Carol Cantore Dodson, lead facilitator for the DeKalb Behavioral Health Coalition effort, told commissioners the project is a nine‑month effort that is on schedule and that members are developing draft recommendations now with a final plan due to the board in January. "We are on a 9 month journey, which is really fast. But I wanna let you know that we are, in fact, on schedule," Cantore Dodson said.
Why it matters: The coalition’s work could influence county spending and service design for shelter, outreach and housing programs. Commissioners and staff said they want the planning process to align with county housing leadership and existing programs funded through HUD and local partners.
What the work groups proposed so far
- Client experience: Create a single DeKalb housing and services access line with extended and after‑hours coverage, warm handoffs and appointment support; develop a consolidated county resource guide maintained through a single update process; and expand coordinated entry assessments and case management for street outreach.
- Support services: Create three regional service hubs offering basic needs and “pathway” services (employment, documentation, medical/behavioral health) and transportation supports for rural areas.

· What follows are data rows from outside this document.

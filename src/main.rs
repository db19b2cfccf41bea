use std::sync::Arc;
use tracing_subscriber::EnvFilter;

use mars_scraper::api::{self, AppState};
use mars_scraper::browser::ChromeRenderer;
use mars_scraper::config::{ConfigManager, FileConfigManager};
use mars_scraper::scraper::{HttpFetcher, MarsScraper};
use mars_scraper::storage::{FileRecordStore, RecordStore};

const ONCE_ENV: &str = "MARS_SCRAPER_ONCE";

#[tokio::main]
async fn main() -> anyhow::Result<()> {
    tracing_subscriber::fmt()
        .with_env_filter(
            EnvFilter::try_from_default_env()
                .unwrap_or_else(|_| EnvFilter::new("mars_scraper=info,tower_http=info")),
        )
        .init();

    let config = FileConfigManager::from_env().load_config().await?;
    tracing::info!("Starting Mars scraper");

    let fetcher = Arc::new(HttpFetcher::new(&config.http)?);
    let renderer = Arc::new(ChromeRenderer::new(config.browser.clone()));
    let scraper = Arc::new(MarsScraper::new(config.sources.clone(), fetcher, renderer)?);
    let record_store = FileRecordStore::new(config.storage.path.clone());
    tracing::info!(path = ?record_store.path(), "Using record store");
    let store: Arc<dyn RecordStore> = Arc::new(record_store);
    let state = AppState::new(scraper, store);

    // one-shot mode for cron jobs: scrape, store, print, exit
    if std::env::var(ONCE_ENV).map_or(false, |v| v == "1") {
        let stored = state.scrape_and_store().await?;
        println!("{}", serde_json::to_string_pretty(&stored)?);
        return Ok(());
    }

    api::start_server(state, config.bind_addr()?).await?;

    tracing::info!("Mars scraper stopped.");
    Ok(())
}
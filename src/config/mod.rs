use serde::{Deserialize, Serialize};
use std::fs;
use std::net::SocketAddr;
use std::path::PathBuf;
use std::time::Duration;
use tracing::{debug, info, warn};

use crate::error::{Result, ScrapingError};

pub const CONFIG_PATH_ENV: &str = "MARS_SCRAPER_CONFIG";
pub const CHROME_ENV: &str = "MARS_SCRAPER_CHROME";
pub const STORE_ENV: &str = "MARS_SCRAPER_STORE";
pub const BIND_ENV: &str = "MARS_SCRAPER_BIND";

#[derive(Debug, Clone, Deserialize, Serialize, PartialEq)]
pub struct Config {
    pub sources: SourceConfig,
    pub http: HttpConfig,
    pub browser: BrowserConfig,
    pub storage: StorageConfig,
    pub server: ServerConfig,
}

/// The fixed pages the pipeline reads, and the origins used to absolutize
/// the relative links found on them.
#[derive(Debug, Clone, Deserialize, Serialize, PartialEq)]
pub struct SourceConfig {
    pub news_url: String,
    pub featured_image_url: String,
    pub weather_url: String,
    pub facts_url: String,
    pub hemispheres_url: String,
    pub jpl_origin: String,
    pub usgs_origin: String,
}

#[derive(Debug, Clone, Deserialize, Serialize, PartialEq)]
pub struct HttpConfig {
    #[serde(with = "humantime_serde")]
    pub timeout: Duration,
    pub user_agent: String,
}

#[derive(Debug, Clone, Deserialize, Serialize, PartialEq)]
pub struct BrowserConfig {
    pub executable: Option<PathBuf>,
    pub headless: bool,
    #[serde(with = "humantime_serde")]
    pub launch_timeout: Duration,
    #[serde(with = "humantime_serde")]
    pub settle_delay: Duration,
}

#[derive(Debug, Clone, Deserialize, Serialize, PartialEq)]
pub struct StorageConfig {
    pub path: PathBuf,
}

#[derive(Debug, Clone, Deserialize, Serialize, PartialEq)]
pub struct ServerConfig {
    pub bind: String,
}

impl Default for Config {
    fn default() -> Self {
        Self {
            sources: SourceConfig {
                news_url: "https://mars.nasa.gov/news/".to_string(),
                featured_image_url: "https://www.jpl.nasa.gov/spaceimages/?search=&category=Mars"
                    .to_string(),
                weather_url: "https://twitter.com/marswxreport?lang=en".to_string(),
                facts_url: "http://space-facts.com/mars/".to_string(),
                hemispheres_url:
                    "https://astrogeology.usgs.gov/search/results?q=hemisphere+enhanced&k1=target&v1=Mars"
                        .to_string(),
                jpl_origin: "https://www.jpl.nasa.gov".to_string(),
                usgs_origin: "https://astrogeology.usgs.gov".to_string(),
            },
            http: HttpConfig {
                timeout: Duration::from_secs(30),
                user_agent: "Mozilla/5.0 (X11; Linux x86_64) AppleWebKit/537.36".to_string(),
            },
            browser: BrowserConfig {
                executable: None,
                headless: true,
                launch_timeout: Duration::from_secs(20),
                settle_delay: Duration::from_secs(2),
            },
            storage: StorageConfig {
                path: PathBuf::from("./data/mars.json"),
            },
            server: ServerConfig {
                bind: "127.0.0.1:5000".to_string(),
            },
        }
    }
}

impl Config {
    /// Overlay deployment-specific values from the environment.
    pub fn apply_env_overrides(&mut self) {
        self.apply_overrides(|key| std::env::var(key).ok());
    }

    fn apply_overrides(&mut self, lookup: impl Fn(&str) -> Option<String>) {
        if let Some(chrome) = lookup(CHROME_ENV).filter(|v| !v.trim().is_empty()) {
            debug!("Browser executable overridden from {}", CHROME_ENV);
            self.browser.executable = Some(PathBuf::from(chrome));
        }
        if let Some(store) = lookup(STORE_ENV).filter(|v| !v.trim().is_empty()) {
            debug!("Storage path overridden from {}", STORE_ENV);
            self.storage.path = PathBuf::from(store);
        }
        if let Some(bind) = lookup(BIND_ENV).filter(|v| !v.trim().is_empty()) {
            debug!("Bind address overridden from {}", BIND_ENV);
            self.server.bind = bind;
        }
    }

    pub fn bind_addr(&self) -> Result<SocketAddr> {
        self.server.bind.parse().map_err(|e| {
            ScrapingError::ConfigError(format!("Invalid bind address '{}': {}", self.server.bind, e))
        })
    }
}

#[async_trait::async_trait]
pub trait ConfigManager {
    async fn load_config(&self) -> Result<Config>;
    async fn save_config(&self, config: &Config) -> Result<()>;
    fn validate_config(&self, config: &Config) -> Result<()>;
}

pub struct FileConfigManager {
    config_path: PathBuf,
}

impl FileConfigManager {
    pub fn new(config_path: PathBuf) -> Self {
        Self { config_path }
    }

    /// Config path from `MARS_SCRAPER_CONFIG`, falling back to `config.toml`.
    pub fn from_env() -> Self {
        let path = std::env::var(CONFIG_PATH_ENV).unwrap_or_else(|_| "config.toml".to_string());
        Self::new(PathBuf::from(path))
    }
}

#[async_trait::async_trait]
impl ConfigManager for FileConfigManager {
    async fn load_config(&self) -> Result<Config> {
        info!("Loading configuration from {:?}", self.config_path);

        if !self.config_path.exists() {
            warn!("Configuration file not found, creating default config at {:?}", self.config_path);
            self.create_default_config().await?;
        }

        let config_content = fs::read_to_string(&self.config_path)
            .map_err(|e| ScrapingError::ConfigError(format!("Failed to read config file: {}", e)))?;

        let mut config: Config = toml::from_str(&config_content)
            .map_err(|e| ScrapingError::ConfigError(format!("Failed to parse TOML config: {}", e)))?;

        config.apply_env_overrides();
        self.validate_config(&config)?;

        info!("Configuration loaded successfully");
        Ok(config)
    }

    fn validate_config(&self, config: &Config) -> Result<()> {
        debug!("Validating configuration");

        let sources = &config.sources;
        let urls = [
            ("news_url", &sources.news_url),
            ("featured_image_url", &sources.featured_image_url),
            ("weather_url", &sources.weather_url),
            ("facts_url", &sources.facts_url),
            ("hemispheres_url", &sources.hemispheres_url),
            ("jpl_origin", &sources.jpl_origin),
            ("usgs_origin", &sources.usgs_origin),
        ];
        for (name, value) in urls {
            let parsed = url::Url::parse(value)
                .map_err(|e| ScrapingError::ConfigError(format!("{} '{}' is not a URL: {}", name, value, e)))?;
            if parsed.scheme() != "http" && parsed.scheme() != "https" {
                return Err(ScrapingError::ConfigError(format!("{} must use http or https", name)));
            }
        }

        if config.http.timeout.is_zero() {
            return Err(ScrapingError::ConfigError("http.timeout must be greater than 0".to_string()));
        }
        if config.http.user_agent.trim().is_empty() {
            return Err(ScrapingError::ConfigError("http.user_agent cannot be empty".to_string()));
        }

        if config.browser.launch_timeout.is_zero() {
            return Err(ScrapingError::ConfigError("browser.launch_timeout must be greater than 0".to_string()));
        }
        if let Some(ref executable) = config.browser.executable {
            if !executable.exists() {
                return Err(ScrapingError::ConfigError(format!("Browser executable not found: {:?}", executable)));
            }
        }

        if config.storage.path.as_os_str().is_empty() {
            return Err(ScrapingError::ConfigError("storage.path cannot be empty".to_string()));
        }

        config.bind_addr()?;

        debug!("Configuration validation passed");
        Ok(())
    }

    async fn save_config(&self, config: &Config) -> Result<()> {
        info!("Saving configuration to {:?}", self.config_path);

        let toml_content = toml::to_string_pretty(config)
            .map_err(|e| ScrapingError::ConfigError(format!("Failed to serialize config: {}", e)))?;

        fs::write(&self.config_path, toml_content)
            .map_err(|e| ScrapingError::ConfigError(format!("Failed to write config file: {}", e)))?;

        info!("Configuration saved successfully");
        Ok(())
    }
}

impl FileConfigManager {
    /// Create a default configuration file
    async fn create_default_config(&self) -> Result<()> {
        if let Some(parent) = self.config_path.parent() {
            if !parent.as_os_str().is_empty() {
                fs::create_dir_all(parent).map_err(|e| {
                    ScrapingError::ConfigError(format!("Failed to create config directory: {}", e))
                })?;
            }
        }

        self.save_config(&Config::default()).await?;
        info!("Default configuration file created at {:?}", self.config_path);
        Ok(())
    }
}

#[cfg(test)]
mod tests {
    use super::*;
    use std::collections::HashMap;
    use tempfile::tempdir;

    #[tokio::test]
    async fn test_load_default_config() {
        let temp_dir = tempdir().unwrap();
        let config_path = temp_dir.path().join("config.toml");
        let manager = FileConfigManager::new(config_path.clone());

        let config = manager.load_config().await.unwrap();

        assert_eq!(config.sources.jpl_origin, "https://www.jpl.nasa.gov");
        assert_eq!(config.http.timeout, Duration::from_secs(30));
        assert!(config.browser.headless);
        assert!(config_path.exists());
    }

    #[tokio::test]
    async fn test_durations_round_trip_as_humantime() {
        let temp_dir = tempdir().unwrap();
        let config_path = temp_dir.path().join("config.toml");
        let manager = FileConfigManager::new(config_path.clone());

        manager.save_config(&Config::default()).await.unwrap();
        let written = fs::read_to_string(&config_path).unwrap();
        assert!(written.contains("timeout = \"30s\""));

        let reloaded: Config = toml::from_str(&written).unwrap();
        assert_eq!(reloaded.browser.settle_delay, Duration::from_secs(2));
    }

    #[test]
    fn test_config_validation() {
        let manager = FileConfigManager::new(PathBuf::from("test.toml"));

        assert!(manager.validate_config(&Config::default()).is_ok());

        let mut invalid = Config::default();
        invalid.sources.news_url = "ftp://mars.nasa.gov/news/".to_string();
        assert!(manager.validate_config(&invalid).is_err());

        let mut invalid = Config::default();
        invalid.sources.usgs_origin = "not a url".to_string();
        assert!(manager.validate_config(&invalid).is_err());

        let mut invalid = Config::default();
        invalid.http.timeout = Duration::ZERO;
        assert!(manager.validate_config(&invalid).is_err());

        let mut invalid = Config::default();
        invalid.browser.executable = Some(PathBuf::from("/definitely/missing/chromedriver"));
        assert!(manager.validate_config(&invalid).is_err());

        let mut invalid = Config::default();
        invalid.server.bind = "localhost".to_string();
        assert!(manager.validate_config(&invalid).is_err());
    }

    #[test]
    fn test_env_overrides() {
        let env: HashMap<&str, &str> = HashMap::from([
            (CHROME_ENV, "/opt/chrome/chrome"),
            (STORE_ENV, "/var/lib/mars/record.json"),
            (BIND_ENV, ""),
        ]);
        let mut config = Config::default();
        config.apply_overrides(|key| env.get(key).map(|v| v.to_string()));

        assert_eq!(config.browser.executable, Some(PathBuf::from("/opt/chrome/chrome")));
        assert_eq!(config.storage.path, PathBuf::from("/var/lib/mars/record.json"));
        // blank values leave the file setting alone
        assert_eq!(config.server.bind, "127.0.0.1:5000");
    }
}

- Housing services: Prioritize a low‑barrier, non‑congregate shelter focused on families, and recommend a county shelter oversight and advisory group plus a sustainability commitment so shelter work continues beyond initial funding.
- Technology and measurement: Produce business and technical requirements for a shared technology platform to allow providers to share client information and track outcomes; the work group recommended defining requirements before selecting tools.
- Funding: Catalogue public and private funding streams, pursue a 501(c)(3) funding collaborative to aggregate resources and produce a budget for the plan’s recommendations.
Cantore Dodson said the planning team has run limited tests of current access points and found uneven availability: callers reached only 12 of 31 resource phone lines in a small sample and the coordinated entry line has high call volumes and long wait times. The teams also reported that many county services listed in guides are out of date, creating dead ends for people seeking help.
County staff, including the newly hired housing director, have been pulled into the effort: Commissioner Marita Davis Johnson asked whether the county’s new housing director is engaged; Cantore Dodson said he joined the effort within a week of being hired and the Continuum of Care (CoC) participates in all work groups.
Next steps: The coalition will produce draft recommendations for public review in December and share a final plan with the board in January. The presenters asked for continued municipal engagement and said public input sessions will be held (one was scheduled for Oct. 11). The plan will include measurable outcomes and proposed funding requirements when returned to the board.